ロドプシンは、「オプシン」と呼ばれるタンパク質と「レチナール」と呼ばれるビタミンAの一種で構成されています。近年までオプシンは光の刺激に対してのみ反応するといわれていましたが、カリフォルニア大学サンタバーバラ校生物学科のクレイグ・モンテル教授が2011年に「ショウジョウバエがオプシンによって温度変化を感じ取っている」と発表しました。
モンテル教授と博士課程を終えたばかりのニコール・レング氏は、オプシン分子が信号増幅プロセスを介して微妙な化学変化の検出も行っているのではないかと考え、ハエの味覚を確かめる実験を行いました。
モンテル教授らは、キイロショウジョウバエに「砂糖のみ」「人間ならば苦味の元になるアリストロキア酸を少量混ぜた砂糖」の2つのエサを与えました。すると、キイロショウジョウバエは苦いエサを無視して、砂糖のみのエサを好んで食べたとのこと。
次に、オプシンを正常に発現しないように遺伝子を組み換えたキイロショウジョウバエを育てたところ、3種類あるオプシンのいずれか1つに欠陥があるハエは少量のアリストロキア酸を検出できず、砂糖のみのエサとアリストロキア酸の入ったエサをのどちらも同量ずつ食べていたことが判明しました。

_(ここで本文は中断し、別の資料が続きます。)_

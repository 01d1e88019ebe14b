//! Rating document, validated rating value and aggregate summary.

use chrono::{DateTime, Utc};
use serde::{Deserialize, Serialize};
use uuid::Uuid;

use crate::error::{AppError, Result};

/// A rating value in `1..=5`
#[derive(Debug, Clone, Copy, PartialEq, Eq, PartialOrd, Ord, Serialize, Deserialize)]
#[serde(try_from = "i64", into = "u8")]
pub struct RatingValue(u8);

impl RatingValue {
    pub const MIN: u8 = 1;
    pub const MAX: u8 = 5;

    pub fn new(value: i64) -> Result<Self> {
        if value < i64::from(Self::MIN) || value > i64::from(Self::MAX) {
            return Err(AppError::validation(format!(
                "rating value must be between {} and {}, got {}",
                Self::MIN,
                Self::MAX,
                value
            )));
        }
        Ok(Self(value as u8))
    }

    pub fn get(self) -> u8 {
        self.0
    }
}

impl TryFrom<i64> for RatingValue {
    type Error = AppError;

    fn try_from(value: i64) -> Result<Self> {
        Self::new(value)
    }
}

impl From<RatingValue> for u8 {
    fn from(value: RatingValue) -> Self {
        value.0
    }
}

/// Rating document as stored in the `ratings` column family
#[derive(Debug, Clone, PartialEq, Serialize, Deserialize)]
pub struct Rating {
    pub id: Uuid,
    pub toilet_id: Uuid,
    pub user_id: Uuid,
    pub value: RatingValue,
    pub created_at: DateTime<Utc>,
    pub updated_at: DateTime<Utc>,
}

impl Rating {
    pub fn new(toilet_id: Uuid, user_id: Uuid, value: RatingValue) -> Self {
        let now = Utc::now();
        Self {
            id: Uuid::new_v4(),
            toilet_id,
            user_id,
            value,
            created_at: now,
            updated_at: now,
        }
    }
}

/// Average over all ratings of one toilet
#[derive(Debug, Clone, Copy, PartialEq, Default, Serialize, Deserialize)]
#[serde(rename_all = "camelCase")]
pub struct RatingSummary {
    pub average: f64,
    pub count: u64,
}

impl RatingSummary {
    pub fn from_totals(sum: u64, count: u64) -> Self {
        let average = if count == 0 {
            0.0
        } else {
            sum as f64 / count as f64
        };
        Self { average, count }
    }
}

/// Request body for `POST /api/v1/ratings`.
///
/// The value stays a raw integer here so that out-of-range input is
/// reported as a validation error instead of a body rejection.
#[derive(Debug, Clone, Deserialize)]
#[serde(rename_all = "camelCase")]
pub struct CreateRatingRequest {
    pub toilet_id: Uuid,
    pub user_id: Uuid,
    pub value: i64,
}

/// Request body for `PUT /api/v1/ratings/{id}`
#[derive(Debug, Clone, Deserialize)]
pub struct UpdateRatingRequest {
    pub value: i64,
}

#[derive(Debug, Clone, Serialize, Deserialize)]
#[serde(rename_all = "camelCase")]
pub struct RatingResponse {
    pub id: Uuid,
    pub toilet_id: Uuid,
    pub user_id: Uuid,
    pub value: u8,
    pub created_at: DateTime<Utc>,
    pub updated_at: DateTime<Utc>,
}

impl From<&Rating> for RatingResponse {
    fn from(rating: &Rating) -> Self {
        Self {
            id: rating.id,
            toilet_id: rating.toilet_id,
            user_id: rating.user_id,
            value: rating.value.get(),
            created_at: rating.created_at,
            updated_at: rating.updated_at,
        }
    }
}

ただし、砂糖に大量のアリストロキア酸を混ぜた場合は、オプシンに欠陥があるハエも避けていたとのことで、モンテル教授は「本来はオプシンがTRPA1チャネルという受容体を活性化させることでわずかな苦味も感知するが、大量のアリストロキア酸はオプシンに異常があるハエでも直接TRPA1チャネルを活性化させてしまうのではないか」と推測し、オプシンが本来なら感知できないレベルのアリストロキア酸を感知するためのタンパク質として働くのではないかとしています。
また、モンテル教授によれば、レチナールがオプシンと結合してロドプシンとなるように、アリストロキア酸もオプシンと結合するとのこと。また、わずかな光刺激でもロドプシンが反応するように、アリストロキア酸によって化学的に活性化されたオプシンは小さな信号を増幅する分子連鎖反応を行っていることが確認できたそうです。
今回の実験結果から、オプシンの役割は化学的なセンサーであることが本来の役割なのではないかとモンテル教授は推測しています。味覚は「自分の身に危険となるような化学物質をどうやって避けるか」を示すものであり、光を検出する能力よりも古くから生物が備え持つ生存機能の1つといえます。「今回の結果から、オプシンはショウジョウバエだけにとどまらず、人を含む哺乳類が持つ未知の味覚受容体である可能性も考えられます」とモンテル教授は論じました。